/---

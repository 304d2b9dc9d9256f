// This file is Copyright its original authors, visible in version control
// history.
//
// This file is licensed under the Apache License, Version 2.0 <LICENSE-APACHE
// or http://www.apache.org/licenses/LICENSE-2.0> or the MIT license
// <LICENSE-MIT or http://opensource.org/licenses/MIT>, at your option.
// You may not use this file except in accordance with one or both of these
// licenses.

//! JSON models for the operator surface and the configuration file, with
//! fallible conversions to and from the validated domain parameters.

use std::time::{Duration, SystemTime};

use chrono::{DateTime, SecondsFormat, Utc};
use serde::{Deserialize, Serialize};

use crate::client::types::{NodeId, ShortChannelId, SwapType, TargetId};
use crate::liquidity::fees::FeeLimit;
use crate::liquidity::params::{ParamValidationError, Parameters};
use crate::liquidity::rule::{SwapRule, ThresholdRule};
use crate::liquidity::suggest::{Reason, SwapIntent};

/// The wire form of [`Parameters`]. Fields left out fall back to the domain
/// defaults, so a partial update only needs to name what changes.
#[derive(Clone, Debug, PartialEq, Serialize, Deserialize)]
#[serde(default)]
pub(crate) struct LiquidityParams {
	pub autoloop: bool,
	pub auto_fee_budget_sat: u64,
	/// RFC 3339 timestamp marking the left edge of the budget window.
	pub auto_fee_start_date: String,
	pub max_auto_in_flight: usize,
	pub failure_backoff_secs: u64,
	pub fee_limit: FeeLimit,
	pub channel_rules: Vec<ChannelRule>,
	pub peer_rules: Vec<PeerRule>,
	pub sweep_conf_target: u32,
	pub htlc_conf_target: u32,
	pub client_timeout_secs: u64,
}

#[derive(Clone, Debug, PartialEq, Serialize, Deserialize)]
pub(crate) struct ChannelRule {
	pub channel_id: ShortChannelId,
	pub swap_type: SwapType,
	pub min_incoming_pct: u8,
	pub min_outgoing_pct: u8,
}

#[derive(Clone, Debug, PartialEq, Serialize, Deserialize)]
pub(crate) struct PeerRule {
	pub node_id: NodeId,
	pub swap_type: SwapType,
	pub min_incoming_pct: u8,
	pub min_outgoing_pct: u8,
}

impl Default for LiquidityParams {
	fn default() -> Self {
		LiquidityParams::from(&Parameters::default())
	}
}

impl From<&Parameters> for LiquidityParams {
	fn from(params: &Parameters) -> Self {
		let channel_rules = params
			.channel_rules
			.iter()
			.map(|(&channel_id, rule)| ChannelRule {
				channel_id,
				swap_type: rule.swap_type,
				min_incoming_pct: rule.threshold.min_incoming_pct,
				min_outgoing_pct: rule.threshold.min_outgoing_pct,
			})
			.collect();

		let peer_rules = params
			.peer_rules
			.iter()
			.map(|(&node_id, rule)| PeerRule {
				node_id,
				swap_type: rule.swap_type,
				min_incoming_pct: rule.threshold.min_incoming_pct,
				min_outgoing_pct: rule.threshold.min_outgoing_pct,
			})
			.collect();

		Self {
			autoloop: params.autoloop,
			auto_fee_budget_sat: params.auto_fee_budget_sat,
			auto_fee_start_date: format_start_date(params.auto_fee_start_date),
			max_auto_in_flight: params.max_auto_in_flight,
			failure_backoff_secs: params.failure_backoff.as_secs(),
			fee_limit: params.fee_limit,
			channel_rules,
			peer_rules,
			sweep_conf_target: params.sweep_conf_target,
			htlc_conf_target: params.htlc_conf_target,
			client_timeout_secs: params.client_timeout.as_secs(),
		}
	}
}

impl TryFrom<LiquidityParams> for Parameters {
	type Error = ParamValidationError;

	fn try_from(dto: LiquidityParams) -> Result<Self, Self::Error> {
		let auto_fee_start_date = parse_start_date(&dto.auto_fee_start_date)?;

		let mut channel_rules = std::collections::BTreeMap::new();
		for rule in dto.channel_rules {
			let swap_rule = SwapRule {
				threshold: ThresholdRule::new(rule.min_incoming_pct, rule.min_outgoing_pct),
				swap_type: rule.swap_type,
			};
			if channel_rules.insert(rule.channel_id, swap_rule).is_some() {
				return Err(ParamValidationError::new(
					"channel_rules",
					format!("duplicate rule for channel {}", rule.channel_id),
				));
			}
		}

		let mut peer_rules = std::collections::BTreeMap::new();
		for rule in dto.peer_rules {
			let swap_rule = SwapRule {
				threshold: ThresholdRule::new(rule.min_incoming_pct, rule.min_outgoing_pct),
				swap_type: rule.swap_type,
			};
			if peer_rules.insert(rule.node_id, swap_rule).is_some() {
				return Err(ParamValidationError::new(
					"peer_rules",
					format!("duplicate rule for peer {}", rule.node_id),
				));
			}
		}

		Ok(Parameters {
			autoloop: dto.autoloop,
			auto_fee_budget_sat: dto.auto_fee_budget_sat,
			auto_fee_start_date,
			max_auto_in_flight: dto.max_auto_in_flight,
			failure_backoff: Duration::from_secs(dto.failure_backoff_secs),
			fee_limit: dto.fee_limit,
			channel_rules,
			peer_rules,
			sweep_conf_target: dto.sweep_conf_target,
			htlc_conf_target: dto.htlc_conf_target,
			client_timeout: Duration::from_secs(dto.client_timeout_secs),
		})
	}
}

fn format_start_date(time: SystemTime) -> String {
	DateTime::<Utc>::from(time).to_rfc3339_opts(SecondsFormat::Secs, true)
}

fn parse_start_date(value: &str) -> Result<SystemTime, ParamValidationError> {
	let parsed = DateTime::parse_from_rfc3339(value).map_err(|e| {
		ParamValidationError::new(
			"auto_fee_start_date",
			format!("'{}' is not a valid RFC 3339 timestamp: {}", value, e),
		)
	})?;
	Ok(SystemTime::from(parsed))
}

#[derive(Clone, Debug, Default, Deserialize)]
pub(crate) struct GetLiquidityParamsRequest {}

#[derive(Clone, Debug, Serialize)]
pub(crate) struct GetLiquidityParamsResponse {
	pub parameters: LiquidityParams,
}

#[derive(Clone, Debug, Default, Deserialize)]
pub(crate) struct SetLiquidityParamsRequest {
	pub parameters: LiquidityParams,
}

#[derive(Clone, Debug, Serialize)]
pub(crate) struct SetLiquidityParamsResponse {}

#[derive(Clone, Debug, Default, Deserialize)]
pub(crate) struct SuggestSwapsRequest {}

#[derive(Clone, Debug, Serialize)]
pub(crate) struct SuggestSwapsResponse {
	pub suggestions: Vec<SwapIntent>,
	pub disqualified: Vec<Disqualified>,
}

#[derive(Clone, Debug, Serialize)]
pub(crate) struct Disqualified {
	pub target: TargetId,
	pub reason: Reason,
}

#[cfg(test)]
mod tests {
	use std::time::UNIX_EPOCH;

	use super::*;
	use crate::liquidity::fees::{FeePortion, DEFAULT_FEE_PPM};

	#[test]
	fn test_parameters_roundtrip() {
		let mut params = Parameters {
			autoloop: true,
			auto_fee_budget_sat: 50_000,
			auto_fee_start_date: UNIX_EPOCH + Duration::from_secs(1_700_000_000),
			..Default::default()
		};
		params.channel_rules.insert(
			ShortChannelId(7),
			SwapRule { threshold: ThresholdRule::new(10, 20), swap_type: SwapType::Out },
		);
		params.peer_rules.insert(
			NodeId::new([0x02; 33]),
			SwapRule { threshold: ThresholdRule::new(30, 0), swap_type: SwapType::In },
		);

		let dto = LiquidityParams::from(&params);
		assert_eq!(dto.auto_fee_start_date, "2023-11-14T22:13:20Z");
		let restored = Parameters::try_from(dto).unwrap();
		assert_eq!(restored, params);
	}

	#[test]
	fn test_partial_json_uses_defaults() {
		let dto: LiquidityParams =
			serde_json::from_str(r#"{"autoloop": true, "auto_fee_budget_sat": 1000}"#).unwrap();
		assert!(dto.autoloop);
		assert_eq!(dto.auto_fee_budget_sat, 1_000);
		assert_eq!(
			dto.fee_limit,
			FeeLimit::Portion(FeePortion { fee_portion_ppm: DEFAULT_FEE_PPM })
		);
		assert_eq!(dto.failure_backoff_secs, 24 * 60 * 60);
	}

	#[test]
	fn test_fee_limit_variants_deserialize() {
		let dto: LiquidityParams =
			serde_json::from_str(r#"{"fee_limit": {"fee_portion_ppm": 5000}}"#).unwrap();
		assert_eq!(dto.fee_limit, FeeLimit::Portion(FeePortion { fee_portion_ppm: 5_000 }));

		let dto: LiquidityParams = serde_json::from_str(
			r#"{"fee_limit": {
				"max_swap_fee_ppm": 10000,
				"max_routing_fee_ppm": 10000,
				"max_prepay_routing_fee_ppm": 5000,
				"max_miner_fee_sat": 15000,
				"max_prepay_sat": 30000,
				"max_total_fee_sat": 60000
			}}"#,
		)
		.unwrap();
		assert!(matches!(dto.fee_limit, FeeLimit::Categories(_)));
	}

	#[test]
	fn test_invalid_start_date_names_field() {
		let dto = LiquidityParams {
			auto_fee_start_date: "not-a-date".to_string(),
			..Default::default()
		};
		let err = Parameters::try_from(dto).unwrap_err();
		assert_eq!(err.field, "auto_fee_start_date");
	}

	#[test]
	fn test_duplicate_rules_rejected() {
		let rule = ChannelRule {
			channel_id: ShortChannelId(1),
			swap_type: SwapType::Out,
			min_incoming_pct: 10,
			min_outgoing_pct: 10,
		};
		let dto = LiquidityParams {
			channel_rules: vec![rule.clone(), rule],
			..Default::default()
		};
		let err = Parameters::try_from(dto).unwrap_err();
		assert_eq!(err.field, "channel_rules");
	}
}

\---

• Required action: In the listing, return each line containing the string "ShortChannelId".

• Expected output:
use crate::client::types::{NodeId, ShortChannelId, SwapType, TargetId};
	pub channel_id: ShortChannelId,
			ShortChannelId(7),
			channel_id: ShortChannelId(1),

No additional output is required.